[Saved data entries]
──────
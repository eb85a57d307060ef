//! Drift monitoring over a snapshot of the prediction log.
//!
//! The reference window is always the older half of the complete rows and the
//! current window the newer half, split at `n / 2` after a stable sort by
//! timestamp. Nothing here judges the numbers; it only measures them.

use std::path::Path;

use tracing::info;

use crate::common::error::{TaxiError, TaxiResult};
use crate::common::time;

use super::domain::{
    CategoricalDrift, DriftReport, NumericDrift, PerformanceDrift, PredictionLog,
    PredictionLogEntry, WindowSplit,
};
use super::metrics;
use super::report;

const TOP_CATEGORIES: usize = 10;

/// Reference and current windows borrowed from a sorted snapshot.
pub struct Windows<'a> {
    pub reference: &'a [PredictionLogEntry],
    pub current: &'a [PredictionLogEntry],
}

/// Keep complete rows and sort them by timestamp (stable, so ties keep log order).
pub fn complete_sorted(entries: &[PredictionLogEntry]) -> Vec<PredictionLogEntry> {
    let mut rows: Vec<_> = entries.iter().filter(|e| e.is_complete()).cloned().collect();
    rows.sort_by_key(|e| e.ts);
    rows
}

/// Split sorted rows at the floor midpoint. Requires at least two rows.
pub fn split_windows(sorted: &[PredictionLogEntry]) -> TaxiResult<Windows<'_>> {
    if sorted.len() < 2 {
        return Err(TaxiError::EmptyLog(format!(
            "{} complete row(s), need at least 2",
            sorted.len()
        )));
    }
    let (reference, current) = sorted.split_at(sorted.len() / 2);
    Ok(Windows { reference, current })
}

fn span(rows: &[PredictionLogEntry]) -> (chrono::DateTime<chrono::Utc>, chrono::DateTime<chrono::Utc>) {
    // Callers only pass non-empty windows.
    (rows[0].ts, rows[rows.len() - 1].ts)
}

fn column(rows: &[PredictionLogEntry], pick: impl Fn(&PredictionLogEntry) -> Option<f64>) -> Vec<f64> {
    rows.iter().filter_map(pick).collect()
}

fn numeric_drift(name: &str, reference: &[f64], current: &[f64]) -> NumericDrift {
    NumericDrift {
        column: name.to_string(),
        ks_statistic: metrics::ks_statistic(reference, current),
        psi: metrics::psi_numeric(reference, current),
        wasserstein: metrics::wasserstein(reference, current),
        reference: metrics::summarize(reference),
        current: metrics::summarize(current),
    }
}

fn categorical_drift(windows: &Windows<'_>) -> CategoricalDrift {
    let reference = metrics::frequencies(windows.reference.iter().map(|e| e.zone_pair_key.as_str()));
    let current = metrics::frequencies(windows.current.iter().map(|e| e.zone_pair_key.as_str()));

    let mut top: Vec<(String, f64, f64)> = reference
        .keys()
        .chain(current.keys().filter(|k| !reference.contains_key(*k)))
        .map(|k| {
            (
                k.clone(),
                reference.get(k).copied().unwrap_or(0.0),
                current.get(k).copied().unwrap_or(0.0),
            )
        })
        .collect();
    top.sort_by(|a, b| (b.1 + b.2).total_cmp(&(a.1 + a.2)).then_with(|| a.0.cmp(&b.0)));
    top.truncate(TOP_CATEGORIES);

    CategoricalDrift {
        column: "zone_pair_key".to_string(),
        psi: metrics::psi_categorical(&reference, &current),
        js_distance: metrics::jensen_shannon(&reference, &current),
        reference_categories: reference.len(),
        current_categories: current.len(),
        new_categories: current.keys().filter(|k| !reference.contains_key(*k)).count(),
        vanished_categories: reference.keys().filter(|k| !current.contains_key(*k)).count(),
        top,
    }
}

fn performance_drift(windows: &Windows<'_>) -> PerformanceDrift {
    let scores = |rows: &[PredictionLogEntry]| {
        let truth = column(rows, |e| e.ground_truth_duration);
        let pred = column(rows, |e| e.prediction);
        metrics::regression_scores(&truth, &pred)
    };
    let errors = |rows: &[PredictionLogEntry]| {
        column(rows, |e| Some(e.prediction? - e.ground_truth_duration?))
    };

    let reference = scores(windows.reference);
    let current = scores(windows.current);
    PerformanceDrift {
        rmse_delta: current.rmse - reference.rmse,
        mae_delta: current.mae - reference.mae,
        error_ks: metrics::ks_statistic(&errors(windows.reference), &errors(windows.current)),
        reference,
        current,
    }
}

/// Measure data and performance drift between the older and newer half of `entries`.
pub fn generate_report(entries: &[PredictionLogEntry]) -> TaxiResult<DriftReport> {
    let sorted = complete_sorted(entries);
    let windows = split_windows(&sorted)?;

    let split = WindowSplit {
        total_rows: entries.len(),
        complete_rows: sorted.len(),
        split_index: windows.reference.len(),
        reference_rows: windows.reference.len(),
        current_rows: windows.current.len(),
        reference_span: span(windows.reference),
        current_span: span(windows.current),
    };

    let distance = |rows: &[PredictionLogEntry]| column(rows, |e| Some(e.trip_distance));
    let prediction = |rows: &[PredictionLogEntry]| column(rows, |e| e.prediction);
    let truth = |rows: &[PredictionLogEntry]| column(rows, |e| e.ground_truth_duration);

    Ok(DriftReport {
        generated_at: time::now_utc(),
        zone_pair_key: categorical_drift(&windows),
        trip_distance: numeric_drift(
            "trip_distance",
            &distance(windows.reference),
            &distance(windows.current),
        ),
        prediction: numeric_drift(
            "prediction",
            &prediction(windows.reference),
            &prediction(windows.current),
        ),
        ground_truth_duration: numeric_drift(
            "ground_truth_duration",
            &truth(windows.reference),
            &truth(windows.current),
        ),
        performance: performance_drift(&windows),
        split,
    })
}

/// Read the log, build the report and overwrite the rendered document at `report_path`.
pub fn run_monitor(log: &dyn PredictionLog, report_path: &Path) -> TaxiResult<DriftReport> {
    let entries = log
        .read_all()?
        .ok_or_else(|| TaxiError::EmptyLog("prediction log does not exist".into()))?;
    info!(rows = entries.len(), "prediction log loaded");

    let drift = generate_report(&entries)?;
    info!(
        reference = drift.split.reference_rows,
        current = drift.split.current_rows,
        dropped = drift.split.total_rows - drift.split.complete_rows,
        "windows split"
    );

    report::write_report(report_path, &drift)?;
    info!(
        path = %report_path.display(),
        distance_ks = drift.trip_distance.ks_statistic,
        zone_js = drift.zone_pair_key.js_distance,
        rmse_delta = drift.performance.rmse_delta,
        "drift report written"
    );
    Ok(drift)
}

#[cfg(test)]
mod tests {
    use super::*;
    use chrono::{Duration, TimeZone, Utc};

    fn entry(minute: i64, key: &str, distance: f64, pred: Option<f64>, truth: Option<f64>) -> PredictionLogEntry {
        PredictionLogEntry {
            ts: Utc.with_ymd_and_hms(2024, 3, 1, 0, 0, 0).unwrap() + Duration::minutes(minute),
            zone_pair_key: key.into(),
            trip_distance: distance,
            prediction: pred,
            ground_truth_duration: truth,
        }
    }

    fn log_of(n: i64) -> Vec<PredictionLogEntry> {
        (0..n)
            .map(|i| entry(i, "1_2", 1.0 + i as f64, Some(10.0), Some(10.0 + i as f64)))
            .collect()
    }

    #[test]
    fn split_point_is_floor_half() {
        for n in 2..12 {
            let sorted = complete_sorted(&log_of(n));
            let w = split_windows(&sorted).unwrap();
            assert_eq!(w.reference.len(), (n / 2) as usize);
            assert_eq!(w.reference.len() + w.current.len(), n as usize);
        }
    }

    #[test]
    fn sorts_by_timestamp_before_splitting() {
        let mut entries = log_of(4);
        entries.reverse();
        let report = generate_report(&entries).unwrap();
        assert_eq!(report.split.reference_span.0, entries[3].ts);
        assert_eq!(report.split.current_span.1, entries[0].ts);
    }

    #[test]
    fn only_complete_rows_are_used() {
        let mut entries = Vec::new();
        for i in 0..10 {
            let truth = if i % 2 == 0 { Some(12.0) } else { None };
            entries.push(entry(i, "1_2", 2.0, Some(11.0), truth));
        }
        let report = generate_report(&entries).unwrap();
        assert_eq!(report.split.total_rows, 10);
        assert_eq!(report.split.complete_rows, 5);
        assert_eq!((report.split.reference_rows, report.split.current_rows), (2, 3));
    }

    #[test]
    fn fewer_than_two_complete_rows_is_empty_log() {
        let entries = vec![
            entry(0, "1_2", 2.0, Some(11.0), Some(12.0)),
            entry(1, "1_2", 2.0, Some(11.0), None),
        ];
        let err = generate_report(&entries).unwrap_err();
        assert_eq!(err.code(), crate::common::TaxiCode::EmptyLog);
        assert!(generate_report(&[]).is_err());
    }

    #[test]
    fn rerun_on_same_log_is_stable() {
        let entries = log_of(9);
        let a = generate_report(&entries).unwrap();
        let b = generate_report(&entries).unwrap();
        assert_eq!(a.split, b.split);
        assert_eq!(a.trip_distance, b.trip_distance);
        assert_eq!(a.performance, b.performance);
    }

    #[test]
    fn detects_shift_in_zones_and_errors() {
        let mut entries = Vec::new();
        for i in 0..20 {
            entries.push(entry(i, "1_2", 2.0, Some(10.0), Some(10.0)));
        }
        for i in 20..40 {
            entries.push(entry(i, "9_9", 8.0, Some(10.0), Some(20.0)));
        }
        let report = generate_report(&entries).unwrap();
        assert!((report.zone_pair_key.js_distance - 1.0).abs() < 1e-9);
        assert_eq!(report.zone_pair_key.new_categories, 1);
        assert_eq!(report.zone_pair_key.vanished_categories, 1);
        assert!((report.trip_distance.ks_statistic - 1.0).abs() < 1e-9);
        assert!((report.performance.rmse_delta - 10.0).abs() < 1e-9);
        assert_eq!(report.performance.reference.rmse, 0.0);
    }
}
──────
#### [WORK TO COMPLETE]
An exact copy of the lines above between the line holding "use super::report;" and the line holding "least two rows.", inclusive, is the whole answer.

#### [THE ANSWER]
use super::report;

const TOP_CATEGORIES: usize = 10;

/// Reference and current windows borrowed from a sorted snapshot.
pub struct Windows<'a> {
    pub reference: &'a [PredictionLogEntry],
    pub current: &'a [PredictionLogEntry],
}

/// Keep complete rows and sort them by timestamp (stable, so ties keep log order).
pub fn complete_sorted(entries: &[PredictionLogEntry]) -> Vec<PredictionLogEntry> {
    let mut rows: Vec<_> = entries.iter().filter(|e| e.is_complete()).cloned().collect();
    rows.sort_by_key(|e| e.ts);
    rows
}

/// Split sorted rows at the floor midpoint. Requires at least two rows.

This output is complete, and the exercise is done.